Atlantic salmon and sea trout are both big and particular; you remember every single one. I was lucky enough to be introduced to them in Norway, and went back every year and across Scandinavia for many years. They are magnificent migratory fish that are so temperamental they can drive you mad but keep you coming back for more. Chasing them has taken me to remote and beautiful places, and helped me to make lifelong friends. A warm summer evening, the anticipation building as you put on waders and walk down to the pool. Sitting on the bank with coffee, whiskey and chocolate, waiting for the light to fade as the splashes of leaping sea trout echo back off the rocks. Then later, the sudden jolt like a slap in the face as a fish takes your fly at 2 a.m. – that completes the experience.
I’ve also been soaked through, fallen in, broken rods, broken down car, broken everything. I’ve been stranded down dirt roads.
I’ve slept in airports and in bushes. I’ve been held back from being washed over a waterfall. I’ve had days turn into weeks of fishing all day and night for no bites. But it can all change in an instant.
So, I ask myself, why do I fish? Why do I do what I do? Why must I do it?
The answer I’ve found is for the connection to nature, to these wild and beautiful animals in wild places that would otherwise go completely unknown. Through fishing you come to know their habits, their lives and characters in their ecosystem, throughout the seasons. Every place, species, population and individual is unique and fascinating.

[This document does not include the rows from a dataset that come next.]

impl Allocation {
    /// Builds an allocation from existing validators.
    ///
    /// Every record is loaded as `keep` with its target at the current
    /// balance, whatever state it arrived in.
    pub fn load(
        reserve: Reserve,
        validators: impl IntoIterator<Item = ValidatorRecord>,
    ) -> Result<Self, AllocationError> {
        let mut allocation = Self {
            records: Vec::new(),
            positions: BTreeMap::new(),
            reserve,
        };

        for mut record in validators {
            if allocation.positions.contains_key(record.identity()) {
                return Err(AllocationError::DuplicateValidator(record.identity().clone()));
            }
            record.set_action(LifecycleAction::Keep);
            record.set_target(record.current_balance());
            allocation.push(record);
        }

        Ok(allocation)
    }

    fn push(&mut self, record: ValidatorRecord) -> usize {
        let index = self.records.len();
        self.positions.insert(record.identity().clone(), index);
        self.records.push(record);
        index
    }

    // =========================================================================
    // Queries
    // =========================================================================

    pub fn reserve(&self) -> &Reserve {
        &self.reserve
    }

    /// Number of validators across both sequences.
    pub fn len(&self) -> usize {
        self.records.len()
    }

    pub fn is_empty(&self) -> bool {
        self.records.is_empty()
    }

    pub fn get(&self, index: usize) -> Option<&ValidatorRecord> {
        self.records.get(index)
    }

    pub fn position_of(&self, identity: &VoteAccount) -> Option<usize> {
        self.positions.get(identity).copied()
    }

    pub fn get_by_identity(&self, identity: &VoteAccount) -> Option<&ValidatorRecord> {
        self.position_of(identity).map(|index| &self.records[index])
    }

    pub fn contains(&self, identity: &VoteAccount) -> bool {
        self.positions.contains_key(identity)
    }

    /// All records in storage order.
    pub fn records(&self) -> &[ValidatorRecord] {
        &self.records
    }

    /// Validators loaded from the snapshot, in snapshot order.
    pub fn existing(&self) -> impl Iterator<Item = &ValidatorRecord> {
        self.records.iter().filter(|r| r.is_existing())
    }

    /// Validators proposed for addition, in the order they were added.
    pub fn proposed(&self) -> impl Iterator<Item = &ValidatorRecord> {
        self.records.iter().filter(|r| r.is_proposed())
    }

    /// Existing validators marked for removal.
    pub fn removed(&self) -> impl Iterator<Item = &ValidatorRecord> {
        self.records.iter().filter(|r| r.is_removed())
    }

    /// Existing validators that stay in the pool.
    pub fn kept(&self) -> impl Iterator<Item = &ValidatorRecord> {
        self.records
            .iter()
            .filter(|r| r.action() == LifecycleAction::Keep)
    }

    /// Storage indices sorted for display: highest target first, ties in
    /// storage order.
    pub fn display_order(&self) -> Vec<usize> {
        let mut order: Vec<usize> = (0..self.records.len()).collect();
        order.sort_by(|&a, &b| {
            self.records[b]
                .target_balance()
                .total_cmp(&self.records[a].target_balance())
        });
        order
    }

    pub fn has_changes(&self) -> bool {
        self.records
            .iter()
            .any(|r| r.action() != LifecycleAction::Keep || r.change() != 0.0)
    }

    // =========================================================================
    // Mutations
    // =========================================================================

    /// Marks an existing validator for removal and zeroes its target.
    pub fn mark_removed(&mut self, index: usize) -> Result<(), AllocationError> {
        let record = self.existing_mut(index, "removed")?;
        record.set_action(LifecycleAction::Remove);
        record.set_target(0.0);
        Ok(())
    }

    /// Returns a removed validator to `keep` and resets its target to the
    /// current balance. Any earlier manual target is discarded.
    pub fn undo_removed(&mut self, index: usize) -> Result<(), AllocationError> {
        let record = self.existing_mut(index, "restored")?;
        record.set_action(LifecycleAction::Keep);
        let current = record.current_balance();
        record.set_target(current);
        Ok(())
    }

    /// Sets a target verbatim. The lifecycle action is left alone.
    ///
    /// A validator marked for removal keeps its zero target; undo first.
    pub fn set_target(&mut self, index: usize, amount: f64) -> Result<(), AllocationError> {
        if !amount.is_finite() {
            return Err(AllocationError::invalid_operation(
                "target must be a finite number",
            ));
        }
        let record = self.record_mut(index)?;
        if record.is_removed() {
            return Err(AllocationError::invalid_operation(
                "cannot set the target of a validator marked for removal; undo first",
            ));
        }
        record.set_target(amount);
        Ok(())
    }

    /// Adds `delta` to a target, rounding to lamport precision.
    pub fn add_to_target(&mut self, index: usize, delta: f64) -> Result<(), AllocationError> {
        let target = self.adjusted_target(index, delta)?;
        self.records[index].set_target(target);
        Ok(())
    }

    /// Subtracts `delta` from a target, rounding to lamport precision.
    ///
    /// Fails without touching the record if the result would be negative.
    pub fn subtract_from_target(
        &mut self,
        index: usize,
        delta: f64,
    ) -> Result<(), AllocationError> {
        let target = self.adjusted_target(index, -delta)?;
        if target < 0.0 {
            let record = &self.records[index];
            return Err(AllocationError::invalid_operation(format!(
                "cannot subtract {delta} from {}: target would become {target}",
                record.label()
            )));
        }
        self.records[index].set_target(target);
        Ok(())
    }

    /// Proposes a new validator. Returns its storage index.
    pub fn add_validator(
        &mut self,
        identity: VoteAccount,
        display_name: Option<String>,
    ) -> Result<usize, AllocationError> {
        if self.contains(&identity) {
            return Err(AllocationError::DuplicateValidator(identity));
        }
        Ok(self.push(ValidatorRecord::proposed(identity, display_name)))
    }

    /// Replaces the display name of a validator.
    pub fn set_display_name(
        &mut self,
        identity: &VoteAccount,
        name: Option<String>,
    ) -> Result<(), AllocationError> {
        let index = self
            .position_of(identity)
            .ok_or_else(|| AllocationError::UnknownValidator(identity.clone()))?;
        self.records[index].set_display_name(name);
        Ok(())
    }

    fn adjusted_target(&self, index: usize, delta: f64) -> Result<f64, AllocationError> {
        if !delta.is_finite() {
            return Err(AllocationError::invalid_operation(
                "adjustment must be a finite number",
            ));
        }
        let record = self.record(index)?;
        if record.is_removed() {
            return Err(AllocationError::invalid_operation(
                "cannot adjust a validator marked for removal; undo first",
            ));
        }
        Ok(round_to_precision(record.target_balance() + delta))
    }

    fn record(&self, index: usize) -> Result<&ValidatorRecord, AllocationError> {
        let len = self.records.len();
        self.records
            .get(index)
            .ok_or(AllocationError::InvalidIndex { index, len })
    }

    pub(crate) fn record_mut(&mut self, index: usize) -> Result<&mut ValidatorRecord, AllocationError> {
        let len = self.records.len();
        self.records
            .get_mut(index)
            .ok_or(AllocationError::InvalidIndex { index, len })
    }

    fn existing_mut(
        &mut self,
        index: usize,
        verb: &str,
    ) -> Result<&mut ValidatorRecord, AllocationError> {
        let record = self.record_mut(index)?;
        if record.is_proposed() {
            return Err(AllocationError::invalid_operation(format!(
                "{} is a proposed validator; only existing validators can be {verb}",
                record.label()
            )));
        }
        Ok(record)
    }
}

So, with this answer do I still need to catch fish? Well, yes, of course – as often as possible. And there is still a time for all of these stages of “any, many, big and particular,” but increasingly there are other ways to interact such as through swimming with the fish.
More and more I find myself putting my wetsuit, mask and snorkel on to swim with them, to be a guest in their element and see them as they truly are. I think I’ve learned as much or more about them and their behaviour through this as catching fish.
There are the small trout and salmon in the small tumbling streams which are extremely aggressive, constantly jostling each other to be the first to intercept anything that looks like food. They are always fighting for prime position, lightning fast, tiny sharks in their own kingdom. Then there are the salmon, big, shy and wary in their schools, effortlessly holding position, kings of the river they left just a few years ago.
So, I come to realize that I need it, to be a part of the natural world, to try to know and understand the secret lives happening all around us and occasionally be a part of that life, both with a rod and a mask, if only for a moment.
Mr. Louis Chancellor is in his second year as Hatchery Lead & Experiential Learning Instructor at Shawnigan Lake School. He has an MSci in Marine Biology, an obsession with salmon and uses both to teach students at the Mark Hobson Hatchery on campus. He has followed his passion for fly fishing all over the world, both in the pursuit of fish and a deeper connection to nature.